Reported by drol...@yahoo.com, Apr 6 2017

Issue description

UserAgent: Mozilla/5.0 (X11; Linux x86_64) AppleWebKit/537.36 (KHTML, like Gecko) Chrome/57.0.2987.133 Safari/537.36

Steps to reproduce the problem:
1. Create a class that extends Promise:

class Test extends Promise {
   constructor(){super(resolve=>resolve("test"));}
}

2. Instantiate class: var test = new Test();
3. Call then method on instance: test.then(console.log); 

What is the expected behavior?
The string "test" is logged to the console. This is the result in FireFox.

What went wrong?
"Uncaught TypeError: Promise resolve or reject function is not callable" is thrown on call to "test.then".
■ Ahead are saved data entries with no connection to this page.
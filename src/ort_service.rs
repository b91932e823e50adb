use crate::{
    config::ModelSettings,
    model_service::{DetectError, Detection, InferenceParams, ModelService},
};
use image::{imageops::FilterType, DynamicImage, GenericImageView};
use ndarray::{s, Array, Axis, Ix3, Ix4};
use ort::{
    session::{builder::GraphOptimizationLevel, Session},
    value::TensorRef,
};
use std::sync::{
    atomic::{AtomicUsize, Ordering},
    Arc, Mutex,
};

fn intersection(box1: &Detection, box2: &Detection) -> f32 {
    let width = (box1.x2.min(box2.x2) - box1.x1.max(box2.x1)).max(0.);
    let height = (box1.y2.min(box2.y2) - box1.y1.max(box2.y1)).max(0.);
    width * height
}

fn union(box1: &Detection, box2: &Detection) -> f32 {
    ((box1.x2 - box1.x1) * (box1.y2 - box1.y1)) + ((box2.x2 - box2.x1) * (box2.y2 - box2.y1))
        - intersection(box1, box2)
}

/// Greedy non-max suppression, highest confidence first. The returned order
/// is the model service's native output order.
fn non_max_suppression(mut boxes: Vec<Detection>, iou_threshold: f32) -> Vec<Detection> {
    boxes.sort_by(|box1, box2| box2.confidence.total_cmp(&box1.confidence));
    let mut result = Vec::new();

    while !boxes.is_empty() {
        result.push(boxes[0]);
        boxes = boxes
            .iter()
            .filter(|box1| intersection(&boxes[0], box1) / union(&boxes[0], box1) < iou_threshold)
            .copied()
            .collect();
    }

    result
}

fn transform_image(image: &DynamicImage, size: u32) -> (Array<f32, Ix4>, u32, u32) {
    let (img_width, img_height) = image.dimensions();
    let img = image.resize_exact(size, size, FilterType::CatmullRom);

    let side = size as usize;
    let mut input = Array::zeros((1, 3, side, side));
    for pixel in img.pixels() {
        let x = pixel.0 as usize;
        let y = pixel.1 as usize;
        let [r, g, b, _] = pixel.2 .0;
        input[[0, 0, y, x]] = (r as f32) / 255.;
        input[[0, 1, y, x]] = (g as f32) / 255.;
        input[[0, 2, y, x]] = (b as f32) / 255.;
    }

    (input, img_height, img_width)
}

/// Pool of ONNX sessions over the cropscan-v3 weights. Built once per
/// process; read-only afterwards apart from the round-robin counter.
#[derive(Clone)]
pub struct OrtModelService {
    sessions: Arc<Vec<Arc<Mutex<Session>>>>,
    counter: Arc<AtomicUsize>,
}

impl OrtModelService {
    pub fn new(model_settings: &ModelSettings) -> Result<Self, ort::Error> {
        ort::init().commit();
        let num_instances = model_settings.num_instances;
        let sessions = (0..num_instances)
            .map(|_| {
                let session = Session::builder()?
                    .with_optimization_level(GraphOptimizationLevel::Level3)?
                    .commit_from_file(model_settings.get_model_path())?;
                Ok(Arc::new(Mutex::new(session)))
            })
            .collect::<Result<Vec<_>, ort::Error>>()?;

        tracing::info!("Created {} ONNX sessions", num_instances);

        Ok(Self {
            counter: Arc::new(AtomicUsize::new(0)),
            sessions: Arc::new(sessions),
        })
    }

    fn run_inference(&self, input: &Array<f32, Ix4>) -> Result<ndarray::ArrayD<f32>, DetectError> {
        let index = self.counter.fetch_add(1, Ordering::SeqCst) % self.sessions.len();
        let session_arc = &self.sessions[index];
        let mut session = session_arc
            .lock()
            .map_err(|e| DetectError::Inference(format!("session mutex poisoned: {}", e)))?;

        tracing::debug!("Handling request with session {}", index);
        let owned_buffer;
        let input_view = if input.view().is_standard_layout() {
            input.view()
        } else {
            owned_buffer = input.to_owned();
            owned_buffer.view()
        };

        let tensor_ref = TensorRef::from_array_view(input_view)
            .map_err(|e| DetectError::Inference(format!("failed to build tensor: {}", e)))?;

        let input_tensor = ort::inputs![tensor_ref];

        let outputs = session
            .run(input_tensor)
            .map_err(|e| DetectError::Inference(format!("inference failed: {}", e)))?;

        let (shape, data) = outputs["output0"]
            .try_extract_tensor::<f32>()
            .map_err(|e| DetectError::Decode(format!("failed to extract tensor: {}", e)))?;

        let ix = shape.to_ixdyn();
        let array = ndarray::ArrayD::from_shape_vec(ix, data.to_vec())
            .map_err(|e| DetectError::Decode(format!("invalid tensor shape: {}", e)))?;

        Ok(array)
    }
}

impl ModelService for OrtModelService {
    fn predict(
        &self,
        image: &DynamicImage,
        params: &InferenceParams,
    ) -> Result<Vec<Detection>, DetectError> {
        let size = params.image_size;
        let (input, img_height, img_width) = transform_image(image, size);

        let outputs = self.run_inference(&input)?;
        // Expected layout: [1, 4 + num_classes, num_anchors].
        let outputs = outputs
            .into_dimensionality::<Ix3>()
            .map_err(|e| DetectError::Decode(format!("unexpected output shape: {}", e)))?;
        let output = outputs.slice(s![0, .., ..]);

        let mut boxes = Vec::new();
        for anchor in output.axis_iter(Axis(1)) {
            let anchor: Vec<_> = anchor.iter().copied().collect();
            let (class_id, prob) = anchor
                .iter()
                .skip(4)
                .enumerate()
                .map(|(index, value)| (index, *value))
                .reduce(|accum, row| if row.1 > accum.1 { row } else { accum })
                .ok_or_else(|| {
                    DetectError::Decode("output anchor carries no class scores".to_string())
                })?;

            if prob < params.confidence_threshold {
                continue;
            }

            let xc = anchor[0] / (size as f32) * (img_width as f32);
            let yc = anchor[1] / (size as f32) * (img_height as f32);
            let w = anchor[2] / (size as f32) * (img_width as f32);
            let h = anchor[3] / (size as f32) * (img_height as f32);

            boxes.push(Detection {
                class_id: class_id as u32,
                confidence: prob,
                x1: xc - w / 2.,
                y1: yc - h / 2.,
                x2: xc + w / 2.,
                y2: yc + h / 2.,
            });
        }

        Ok(non_max_suppression(boxes, params.iou_threshold))
    }
}
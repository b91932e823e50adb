use std::fmt;

/// Class names of the cropscan-v3 model, indexed by class id.
pub const CLASS_NAMES: [&str; 6] = [
    "healthy",
    "bacterial",
    "fungal",
    "viral",
    "nutrient_stress",
    "other_disease",
];

/// A resolved class label: either a table entry, or a synthesized fallback
/// for an id the table does not cover.
#[derive(Debug, Clone, Copy, PartialEq, Eq)]
pub enum ClassLabel {
    Known(&'static str),
    Fallback(u32),
}

/// Total over all class ids; an out-of-table id yields `Fallback`, never an
/// error.
pub fn class_label(class_id: u32) -> ClassLabel {
    match CLASS_NAMES.get(class_id as usize) {
        Some(name) => ClassLabel::Known(name),
        None => ClassLabel::Fallback(class_id),
    }
}

impl fmt::Display for ClassLabel {
    fn fmt(&self, f: &mut fmt::Formatter<'_>) -> fmt::Result {
        match self {
            ClassLabel::Known(name) => f.write_str(name),
            ClassLabel::Fallback(id) => write!(f, "class_{}", id),
        }
    }
}

#[cfg(test)]
mod tests {
    use super::*;

    #[test]
    fn test_known_ids_map_to_table_entries() {
        for (id, expected) in CLASS_NAMES.iter().enumerate() {
            let label = class_label(id as u32);
            assert_eq!(label, ClassLabel::Known(expected));
            assert_eq!(label.to_string(), *expected);
        }
    }

    #[test]
    fn test_out_of_table_ids_synthesize_fallback() {
        assert_eq!(class_label(6), ClassLabel::Fallback(6));
        assert_eq!(class_label(6).to_string(), "class_6");
        assert_eq!(class_label(42).to_string(), "class_42");
        assert_eq!(class_label(u32::MAX).to_string(), format!("class_{}", u32::MAX));
    }
}
mod annotate;
mod model_service;
mod ort_service;
mod predictor;
mod summary;

pub mod classes;
pub mod config;
pub mod telemetry;

pub use annotate::AnnotateError;
pub use model_service::{DetectError, Detection, InferenceParams, ModelService, VALID_IMAGE_SIZES};
pub use ort_service::OrtModelService;
pub use predictor::{PredictError, PredictOutput, Predictor, SetupError};
pub use summary::{DetectionRecord, DetectionSummary, MODEL_ID};
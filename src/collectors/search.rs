//! Organic web search collectors: market overview and demographics.

use super::serpapi::{organic_hits, SerpApiClient};
use super::Collector;
use crate::error::CollectError;
use crate::models::{Fragment, Query, SourceKind};
use async_trait::async_trait;
use std::sync::Arc;

/// Market size and growth results for the business type.
pub struct WebSearchCollector {
    client: Arc<SerpApiClient>,
    limit: usize,
}

impl WebSearchCollector {
    pub fn new(client: Arc<SerpApiClient>, limit: usize) -> Self {
        Self { client, limit }
    }

    fn search_terms(query: &Query) -> String {
        format!(
            "{} industry market size growth trends {}",
            query.business_type(),
            query.location()
        )
    }
}

#[async_trait]
impl Collector for WebSearchCollector {
    fn source(&self) -> SourceKind {
        SourceKind::WebSearch
    }

    async fn fetch(&self, query: &Query) -> Result<Fragment, CollectError> {
        let body = self
            .client
            .search(&[
                ("engine", "google".to_string()),
                ("q", Self::search_terms(query)),
                ("num", "10".to_string()),
            ])
            .await?;

        Ok(Fragment::SearchHits(organic_hits(&body, self.limit)))
    }
}

/// Population and demographic results for the location.
pub struct DemographicsCollector {
    client: Arc<SerpApiClient>,
    limit: usize,
}

impl DemographicsCollector {
    pub fn new(client: Arc<SerpApiClient>, limit: usize) -> Self {
        Self { client, limit }
    }
}

#[async_trait]
impl Collector for DemographicsCollector {
    fn source(&self) -> SourceKind {
        SourceKind::Demographics
    }

    async fn fetch(&self, query: &Query) -> Result<Fragment, CollectError> {
        let body = self
            .client
            .search(&[
                ("engine", "google".to_string()),
                (
                    "q",
                    format!("{} demographics population statistics", query.location()),
                ),
                ("num", self.limit.to_string()),
            ])
            .await?;

        Ok(Fragment::SearchHits(organic_hits(&body, self.limit)))
    }
}
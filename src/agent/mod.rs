//! LLM modules for narrative synthesis.
//!
//! This module provides the language-model seam and the synthesizer that
//! turns aggregated findings into report prose.

pub mod client;
pub mod synthesizer;

pub use client::{ChatClient, ChatConfig, LanguageModel};
pub use synthesizer::{NarrativeSynthesizer, SYSTEM_PROMPT};
//! Local news from the SerpAPI Google News tab.

use super::serpapi::{text, SerpApiClient};
use super::Collector;
use crate::error::CollectError;
use crate::models::{Fragment, NewsItem, Query, SourceKind};
use async_trait::async_trait;
use serde_json::Value;
use std::sync::Arc;

pub struct NewsCollector {
    client: Arc<SerpApiClient>,
    limit: usize,
}

impl NewsCollector {
    pub fn new(client: Arc<SerpApiClient>, limit: usize) -> Self {
        Self { client, limit }
    }
}

#[async_trait]
impl Collector for NewsCollector {
    fn source(&self) -> SourceKind {
        SourceKind::News
    }

    async fn fetch(&self, query: &Query) -> Result<Fragment, CollectError> {
        let body = self
            .client
            .search(&[
                ("engine", "google".to_string()),
                ("tbm", "nws".to_string()),
                (
                    "q",
                    format!("{} {} news", query.business_type(), query.location()),
                ),
                ("num", self.limit.to_string()),
            ])
            .await?;

        Ok(Fragment::News(parse_news(&body, self.limit)))
    }
}

fn parse_news(body: &Value, limit: usize) -> Vec<NewsItem> {
    let Some(results) = body.get("news_results").and_then(Value::as_array) else {
        return Vec::new();
    };

    results
        .iter()
        .filter_map(|item| {
            // `source` is a plain string on the news tab, an object on the news engine.
            let source = text(item, "source")
                .or_else(|| item.get("source").and_then(|s| text(s, "name")));

            Some(NewsItem {
                title: text(item, "title")?,
                link: text(item, "link").unwrap_or_default(),
                source,
                date: text(item, "date"),
                snippet: text(item, "snippet"),
            })
        })
        .take(limit)
        .collect()
}

#[cfg(test)]
mod tests {
    use super::*;
    use serde_json::json;

    #[test]
    fn test_parse_news_source_shapes() {
        let body = json!({
            "news_results": [
                {"title": "New roastery opens", "link": "https://a", "source": "Oregonian", "date": "2 days ago"},
                {"title": "Coffee prices climb", "link": "https://b", "source": {"name": "KGW"}},
                {"link": "https://untitled"}
            ]
        });

        let items = parse_news(&body, 5);
        assert_eq!(items.len(), 2);
        assert_eq!(items[0].source.as_deref(), Some("Oregonian"));
        assert_eq!(items[0].date.as_deref(), Some("2 days ago"));
        assert_eq!(items[1].source.as_deref(), Some("KGW"));
        assert_eq!(items[1].snippet, None);
    }
}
Did this work before? N/A 

Chrome version: 57.0.2987.133  Channel: stable
OS Version: Ubuntu 16.04 LTS
Flash Version:
 
Components: -Blink Blink>JavaScript
Labels: Needs-Triage-M57
Cc: gsat...@chromium.org
Components: -Blink>JavaScript Blink>JavaScript>Language
Owner: adamk@chromium.org
Status: Assigned (was: Unconfirmed)
Adam/Sathya is this expected behavior?
Cc: -gsat...@chromium.org adamk@chromium.org hablich@chromium.org
Owner: gsat...@chromium.org
Status: WontFix (was: Assigned)
This behavior is spec compliant. A derived Promise constructor should accept an executor function as per -- https://tc39.github.io/ecma262/#sec-newpromisecapability

A TypeError is thrown in Safari and Firefox as well. 

Closing this as WAI, please feel free reopen with a working test case.

Comment 5 by drol...@yahoo.com, Apr 12 2017

Firefox (52.0.2 (64-bit) for Ubuntu) does not throw a TypeError when using the constructor as described above. I can't speak to Safari. In Chrome, it's necessary to pass the executor function to the subclass constructor AND call that executor (even if a different function was passed with super and calling the executor has no impact).

For example, calling 

new Test((resolve,reject)=>resolve("wrong")).then(console.log)

results in "test" printing to console in Chrome with the following class:

class Test extends Promise {

  constructor(executor){
    super((resolve,reject)=>
      {
	executor(()=>null,()=>null);
	resolve('test');
      });
  }
}

while the TypeError is thrown with the following class:

class Test extends Promise {

  constructor(executor){
    super((resolve,reject)=>
      {
	resolve('test');
      });
  }
}

In Firefox, both of these subclasses work without error.

Is Chrome's implementation correct?


Chrome's implementation is correct, the second subclass in your example should throw a TypeError.

Firefox's implementation seems to reflect Chrome's implementation. Your second subclass does throw a TypeError in Firefox 52 for me.